Gelar ”Tuanku Nan Pahik” tentu tidak diberikan sembarangan saja kepada Kapten Thantowi. Sebab menurut HC Israr, bekas anggota DPRD Sumbar yang semasa hidupnya rajin menulis sejarah, sosok ”Tuanku Nan Pahik” adalah sosok seorang ulama yang berani, berpendirian teguh, serta pengikut dari Tuanku Imam Bonjol.  Pernah diceritakan HC Israr kepada penulis, bahwa sekitar tahun 1832, ”Tuanku Nan Pahik” yang setia dengan Tuanku Imam Bonjol, tampil  dalam pertempuran melawan Belanda yang hendak menaklukkan Aiatabik, Bukik Sikumpa dan Halaban.  ”Sayang, takdir berkata lain. Tuanku Nan Pahik gugur dalam pertempuran tersebut, dan dimakamkan di tanah taban dekat lereng Gunung Sago, dalam Kanagarian Sungai Kamuyang (sekarang masuk dalam Kecamatan Luak),” begitu cerita HC Israr menjelang akhir hayatnya.

Kembali pada Kapten Thantawi, karena dia adalah cicit dari Tuanku Nan Pahik yang pemberani, maka diberilah gelar itu kepadanya. Kapten Thantowi sendiri menempuh pendidikan Sekolah di Aiatabik. Lalu dilanjutkan ke Schakel School Payakumbuh. Setamat dari situ, dia masuk ke  sekolah Gubernemen di Dangung-dangung.   Kemudian, Kapten Thantowi meneruskan pendidikan di Ambch School Padangpanjang dan pendidikan Kadet Bukittinggi. Selesai menempuh pendidikan Kadet tahun 1947, dia masuk dalam kesatuan Bataliyon Merapi Padangpanjang dengan pangkat Letnan Muda. Selama di Bataliyon Merapi, Kapten Thantowi pernah ditugaskan di Lubukbasung dan Simpang Tonang.
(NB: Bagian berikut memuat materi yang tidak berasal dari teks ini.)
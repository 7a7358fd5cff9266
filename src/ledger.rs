//! Per-SDK checksum history stored as JSON.
//!
//! Each SDK keeps a `checksums.json` file mapping release tags to the
//! checksum manifest published for that release:
//!
//! ```json
//! {
//!   "v0.1.0": {
//!     "test-server_Linux_x86_64.tar.gz": "3b1f..."
//!   }
//! }
//! ```
//!
//! Merging a release only ever replaces the entry for that release. Loading
//! distinguishes a missing ledger from a corrupt one so callers can choose
//! whether lost history should stop a release.

use crate::manifest::ChecksumManifest;
use camino::{Utf8Path, Utf8PathBuf};
use log::{info, warn};
use serde::{Deserialize, Serialize};
use std::collections::BTreeMap;
use std::fs;
use std::io::{ErrorKind, Write};

/// Version-keyed checksum history for one SDK.
#[derive(Debug, Clone, Default, PartialEq, Eq, Serialize, Deserialize)]
#[serde(transparent)]
pub struct ChecksumLedger(BTreeMap<String, ChecksumManifest>);

impl ChecksumLedger {
    /// Record `manifest` as the complete checksum set for `version`.
    ///
    /// Any manifest previously stored for `version` is replaced wholesale and
    /// returned; other versions are untouched.
    pub fn record(
        &mut self,
        version: impl Into<String>,
        manifest: ChecksumManifest,
    ) -> Option<ChecksumManifest> {
        self.0.insert(version.into(), manifest)
    }

    /// Returns the manifest stored for `version`.
    #[must_use]
    pub fn manifest_for(&self, version: &str) -> Option<&ChecksumManifest> {
        self.0.get(version)
    }

    /// Iterate over the recorded versions in sorted order.
    pub fn versions(&self) -> impl Iterator<Item = &str> {
        self.0.keys().map(String::as_str)
    }

    /// Number of versions recorded.
    #[must_use]
    pub fn len(&self) -> usize {
        self.0.len()
    }

    /// Returns true when no versions are recorded.
    #[must_use]
    pub fn is_empty(&self) -> bool {
        self.0.is_empty()
    }

    /// Render the ledger as pretty-printed JSON with a trailing newline.
    ///
    /// # Errors
    ///
    /// Returns [`LedgerError::Serialize`] if serialisation fails.
    pub fn to_json(&self) -> Result<String, LedgerError> {
        let mut json =
            serde_json::to_string_pretty(self).map_err(|source| LedgerError::Serialize { source })?;
        json.push('\n');
        Ok(json)
    }
}

/// What was found at a ledger path.
#[derive(Debug, Clone, PartialEq, Eq)]
pub enum LedgerState {
    /// No ledger file exists, or it is empty.
    Absent,
    /// The ledger was read and parsed.
    Loaded(ChecksumLedger),
    /// The file exists but does not hold a ledger.
    Corrupt {
        /// Parser message describing the problem.
        reason: String,
    },
}

/// How [`merge`] treats a ledger that exists but cannot be parsed.
#[derive(Debug, Clone, Copy, Default, PartialEq, Eq)]
pub enum CorruptLedgerPolicy {
    /// Discard the unreadable history and start from an empty ledger.
    #[default]
    Reset,
    /// Refuse to write and report the ledger as corrupt.
    Abort,
}

/// Result of a successful [`merge`].
#[derive(Debug, Clone, PartialEq, Eq)]
pub struct MergeOutcome {
    versions: usize,
    replaced_existing: bool,
    recovered_from_corrupt: bool,
}

impl MergeOutcome {
    /// Number of versions in the ledger after the merge.
    #[must_use]
    pub fn versions(&self) -> usize {
        self.versions
    }

    /// Returns true when the merged version was already present.
    #[must_use]
    pub fn replaced_existing(&self) -> bool {
        self.replaced_existing
    }

    /// Returns true when an unparsable ledger was discarded.
    #[must_use]
    pub fn recovered_from_corrupt(&self) -> bool {
        self.recovered_from_corrupt
    }
}

/// Errors that prevent a ledger from being read or written.
#[derive(Debug, thiserror::Error)]
pub enum LedgerError {
    /// Reading the ledger file failed.
    #[error("failed to read ledger {path}: {source}")]
    Read {
        /// Ledger path.
        path: Utf8PathBuf,
        /// Underlying I/O error.
        #[source]
        source: std::io::Error,
    },

    /// The ledger could not be parsed and the policy forbids resetting it.
    #[error("ledger {path} is corrupt: {reason}")]
    Corrupt {
        /// Ledger path.
        path: Utf8PathBuf,
        /// Parser message.
        reason: String,
    },

    /// Serialising the ledger failed.
    #[error("failed to serialise ledger: {source}")]
    Serialize {
        /// Underlying serialisation error.
        #[source]
        source: serde_json::Error,
    },

    /// Writing the ledger file failed.
    #[error("failed to write ledger {path}: {source}")]
    Write {
        /// Ledger path.
        path: Utf8PathBuf,
        /// Underlying I/O error.
        #[source]
        source: std::io::Error,
    },
}

/// Read the ledger at `path` without modifying it.
///
/// # Errors
///
/// Returns [`LedgerError::Read`] for I/O failures other than the file not
/// existing.
pub fn load(path: &Utf8Path) -> Result<LedgerState, LedgerError> {
    let content = match fs::read_to_string(path) {
        Ok(content) => content,
        Err(source) if source.kind() == ErrorKind::NotFound => return Ok(LedgerState::Absent),
        Err(source) if source.kind() == ErrorKind::InvalidData => {
            return Ok(LedgerState::Corrupt {
                reason: source.to_string(),
            });
        }
        Err(source) => {
            return Err(LedgerError::Read {
                path: path.to_owned(),
                source,
            });
        }
    };

    if content.is_empty() {
        return Ok(LedgerState::Absent);
    }

    Ok(match serde_json::from_str::<ChecksumLedger>(&content) {
        Ok(ledger) => LedgerState::Loaded(ledger),
        Err(err) => LedgerState::Corrupt {
            reason: err.to_string(),
        },
    })
}

/// Merge `manifest` into the ledger at `path` under `version`.
///
/// The ledger is rewritten through a temporary sibling file that replaces
/// the original only once fully written.
///
/// # Errors
///
/// Returns [`LedgerError`] when the ledger cannot be read or written, or
/// when it is corrupt and `policy` is [`CorruptLedgerPolicy::Abort`].
pub fn merge(
    path: &Utf8Path,
    version: &str,
    manifest: &ChecksumManifest,
    policy: CorruptLedgerPolicy,
) -> Result<MergeOutcome, LedgerError> {
    let (mut ledger, recovered_from_corrupt) = match load(path)? {
        LedgerState::Absent => (ChecksumLedger::default(), false),
        LedgerState::Loaded(ledger) => (ledger, false),
        LedgerState::Corrupt { reason } => match policy {
            CorruptLedgerPolicy::Reset => {
                warn!("could not parse existing ledger {path}, starting afresh: {reason}");
                (ChecksumLedger::default(), true)
            }
            CorruptLedgerPolicy::Abort => {
                return Err(LedgerError::Corrupt {
                    path: path.to_owned(),
                    reason,
                });
            }
        },
    };

    let replaced_existing = ledger.record(version, manifest.clone()).is_some();
    persist(path, &ledger)?;
    info!("updated {path} with checksums for {version}");

    Ok(MergeOutcome {
        versions: ledger.len(),
        replaced_existing,
        recovered_from_corrupt,
    })
}

fn persist(path: &Utf8Path, ledger: &ChecksumLedger) -> Result<(), LedgerError> {
    let json = ledger.to_json()?;
    let write_error = |source| LedgerError::Write {
        path: path.to_owned(),
        source,
    };

    let parent = match path.parent() {
        Some(parent) if !parent.as_str().is_empty() => parent,
        _ => Utf8Path::new("."),
    };

    let mut staged = tempfile::NamedTempFile::new_in(parent).map_err(write_error)?;
    apply_ledger_permissions(path, staged.as_file()).map_err(write_error)?;
    staged.write_all(json.as_bytes()).map_err(write_error)?;
    staged.as_file().sync_all().map_err(write_error)?;
    staged
        .persist(path.as_std_path())
        .map_err(|err| write_error(err.error))?;
    Ok(())
}

/// Keep the permissions of an existing ledger; new ledgers are world-readable.
fn apply_ledger_permissions(path: &Utf8Path, file: &fs::File) -> std::io::Result<()> {
    match fs::metadata(path) {
        Ok(metadata) => file.set_permissions(metadata.permissions()),
        Err(_) => apply_default_permissions(file),
    }
}

#[cfg(unix)]
fn apply_default_permissions(file: &fs::File) -> std::io::Result<()> {
    use std::os::unix::fs::PermissionsExt;

    file.set_permissions(fs::Permissions::from_mode(0o644))
}

#[cfg(not(unix))]
fn apply_default_permissions(_file: &fs::File) -> std::io::Result<()> {
    Ok(())
}

#[cfg(test)]
#[path = "ledger_tests.rs"]
mod tests;
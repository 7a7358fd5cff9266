//! Release tag newtype.
//!
//! Release tags carry a leading `v` (`v0.1.0`). The tag is copied verbatim
//! into ledgers and quoted source literals, so it must not contain
//! whitespace or quote characters. No semantic-version ordering is implied.

use std::fmt;
use std::str::FromStr;

/// Errors arising from an invalid release tag.
#[derive(Debug, Clone, PartialEq, Eq, thiserror::Error)]
pub enum VersionTagError {
    /// The tag does not start with `v`.
    #[error("version tag \"{value}\" must start with 'v' (e.g. v0.1.0)")]
    MissingPrefix {
        /// The rejected tag.
        value: String,
    },

    /// The tag is just `v`.
    #[error("version tag must have a version after the 'v' prefix")]
    Empty,

    /// The tag contains a character that cannot appear in a quoted literal.
    #[error("version tag \"{value}\" contains invalid character {bad:?}")]
    InvalidCharacter {
        /// The rejected tag.
        value: String,
        /// The offending character.
        bad: char,
    },
}

/// A validated, `v`-prefixed release tag.
///
/// # Examples
///
/// ```
/// use sdk_checksum_sync::version_tag::VersionTag;
///
/// let tag: VersionTag = "v0.1.0".parse().expect("valid tag");
/// assert_eq!(tag.as_str(), "v0.1.0");
/// assert_eq!(tag.without_prefix(), "0.1.0");
///
/// assert!("0.1.0".parse::<VersionTag>().is_err());
/// ```
#[derive(Debug, Clone, PartialEq, Eq, Hash)]
pub struct VersionTag(String);

impl VersionTag {
    /// Return the tag as a string slice.
    #[must_use]
    pub fn as_str(&self) -> &str {
        &self.0
    }

    /// Return the tag without its leading `v`, as used in asset filenames.
    #[must_use]
    pub fn without_prefix(&self) -> &str {
        self.0.strip_prefix('v').unwrap_or(&self.0)
    }
}

impl TryFrom<&str> for VersionTag {
    type Error = VersionTagError;

    fn try_from(value: &str) -> Result<Self, Self::Error> {
        validate_tag(value)?;
        Ok(Self(value.to_owned()))
    }
}

impl TryFrom<String> for VersionTag {
    type Error = VersionTagError;

    fn try_from(value: String) -> Result<Self, Self::Error> {
        validate_tag(&value)?;
        Ok(Self(value))
    }
}

impl FromStr for VersionTag {
    type Err = VersionTagError;

    fn from_str(s: &str) -> Result<Self, Self::Err> {
        Self::try_from(s)
    }
}

impl AsRef<str> for VersionTag {
    fn as_ref(&self) -> &str {
        &self.0
    }
}

impl fmt::Display for VersionTag {
    fn fmt(&self, f: &mut fmt::Formatter<'_>) -> fmt::Result {
        write!(f, "{}", self.0)
    }
}

fn validate_tag(value: &str) -> Result<(), VersionTagError> {
    let Some(rest) = value.strip_prefix('v') else {
        return Err(VersionTagError::MissingPrefix {
            value: value.to_owned(),
        });
    };
    if rest.is_empty() {
        return Err(VersionTagError::Empty);
    }
    if let Some(bad) = value
        .chars()
        .find(|&c| c.is_whitespace() || c.is_control() || matches!(c, '"' | '\'' | '/'))
    {
        return Err(VersionTagError::InvalidCharacter {
            value: value.to_owned(),
            bad,
        });
    }
    Ok(())
}
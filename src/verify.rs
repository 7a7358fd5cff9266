//! Artefact verification against a checksum ledger.
//!
//! SDK installers hash the archive they download and compare the digest with
//! `ledger[version][archive file name]`. This module performs the same check
//! so a release can be validated before the SDKs ship.

use crate::ledger::{self, LedgerError, LedgerState};
use camino::{Utf8Path, Utf8PathBuf};
use log::debug;
use sha2::{Digest, Sha256};
use std::fs::File;
use std::io;

/// Errors arising while verifying an artefact.
#[derive(Debug, thiserror::Error)]
pub enum VerifyError {
    /// No ledger exists at the given path.
    #[error("checksum ledger {path} does not exist")]
    LedgerMissing {
        /// Ledger path.
        path: Utf8PathBuf,
    },

    /// The ledger exists but cannot be parsed.
    #[error("checksum ledger {path} is corrupt: {reason}")]
    LedgerCorrupt {
        /// Ledger path.
        path: Utf8PathBuf,
        /// Parser message.
        reason: String,
    },

    /// The ledger has no entry for the requested version.
    #[error("checksum ledger {path} has no entry for version {version}")]
    VersionNotFound {
        /// Ledger path.
        path: Utf8PathBuf,
        /// Requested version.
        version: String,
    },

    /// The version entry does not list the artefact.
    #[error("no checksum recorded for {artefact} in version {version}")]
    ArtifactNotListed {
        /// Artefact file name.
        artefact: String,
        /// Requested version.
        version: String,
    },

    /// The artefact's digest differs from the recorded checksum.
    #[error("checksum mismatch for {path}: expected {expected}, got {actual}")]
    ChecksumMismatch {
        /// Artefact path.
        path: Utf8PathBuf,
        /// Checksum recorded in the ledger.
        expected: String,
        /// Digest computed from the file.
        actual: String,
    },

    /// Reading the ledger or the artefact failed.
    #[error("failed to read {path}: {source}")]
    Io {
        /// Path being read.
        path: Utf8PathBuf,
        /// Underlying I/O error.
        #[source]
        source: io::Error,
    },
}

/// Compute the lowercase hex SHA-256 digest of the file at `path`.
///
/// # Errors
///
/// Returns [`VerifyError::Io`] if the file cannot be opened or read.
pub fn compute_sha256(path: &Utf8Path) -> Result<String, VerifyError> {
    let io_error = |source| VerifyError::Io {
        path: path.to_owned(),
        source,
    };

    let mut file = File::open(path).map_err(io_error)?;
    let mut hasher = Sha256::new();
    io::copy(&mut file, &mut hasher).map_err(io_error)?;
    Ok(format!("{:x}", hasher.finalize()))
}

/// Check the artefact at `artefact_path` against the checksum recorded for
/// `version` in the ledger at `ledger_path`.
///
/// The artefact is looked up by its file name, as the installers do.
///
/// # Errors
///
/// Returns [`VerifyError`] when the ledger is missing or corrupt, when it
/// records no checksum for the artefact, or when the digests differ.
pub fn verify_artifact(
    ledger_path: &Utf8Path,
    version: &str,
    artefact_path: &Utf8Path,
) -> Result<(), VerifyError> {
    let ledger = match ledger::load(ledger_path) {
        Ok(LedgerState::Loaded(ledger)) => ledger,
        Ok(LedgerState::Absent) => {
            return Err(VerifyError::LedgerMissing {
                path: ledger_path.to_owned(),
            });
        }
        Ok(LedgerState::Corrupt { reason }) => {
            return Err(VerifyError::LedgerCorrupt {
                path: ledger_path.to_owned(),
                reason,
            });
        }
        Err(LedgerError::Read { path, source }) => return Err(VerifyError::Io { path, source }),
        Err(other) => {
            return Err(VerifyError::LedgerCorrupt {
                path: ledger_path.to_owned(),
                reason: other.to_string(),
            });
        }
    };

    let manifest = ledger
        .manifest_for(version)
        .ok_or_else(|| VerifyError::VersionNotFound {
            path: ledger_path.to_owned(),
            version: version.to_owned(),
        })?;

    let artefact = artefact_path.file_name().unwrap_or(artefact_path.as_str());
    let expected = manifest
        .checksum_for(artefact)
        .ok_or_else(|| VerifyError::ArtifactNotListed {
            artefact: artefact.to_owned(),
            version: version.to_owned(),
        })?;

    let actual = compute_sha256(artefact_path)?;
    if !actual.eq_ignore_ascii_case(expected) {
        return Err(VerifyError::ChecksumMismatch {
            path: artefact_path.to_owned(),
            expected: expected.to_owned(),
            actual,
        });
    }

    debug!("{artefact_path} matches {version} checksum {actual}");
    Ok(())
}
Lalu pada tahun 1948, dia pindah ke Padang Mangateh.

Kiprah Semasa Agresi

Ketika permulaan Agresi Belanda II meletus, Kapten Thantowi ditangkap menja di Komandan Kompi I Bataliyon Merapi dengan pangkat Letnan II. Mengenai kehadirannya dalam rapat malam hari tanggal 14 Januari 1949 di Lurah Kincia Situjuah Batua. Kapten Thantowi saat itu bertindak mendampingi komandan Pertempuran Payakumbuh Selatan, Kapten Kamaruddin Datuak Machudum.   Namun malang , pada subuh hari dia ikut menjadi korban keganasan peluruh penjajah yang membabi-buta di Lurah Kincia. Sebagai prajurit sejati, ia telah berupaya menghadapi serangan Belanda sampai tetes darah penghabisan. Namun sebelum wafat, Kapten Thantowi seperti halnya Munir Latief, juga meninggalkan prilaku ”aneh” yang selalu dikenang keluarga.  Bila Munier Latief mengembalikan cincin permata pemberian mertuanya. Maka, Kapten Thantowi sebagaimana ditulis wartawan senior Kamardi Rais Datuk Panjang Simulie, pernah tergopoh-gopoh mencari notesnya yang tidak ditemukan dalam.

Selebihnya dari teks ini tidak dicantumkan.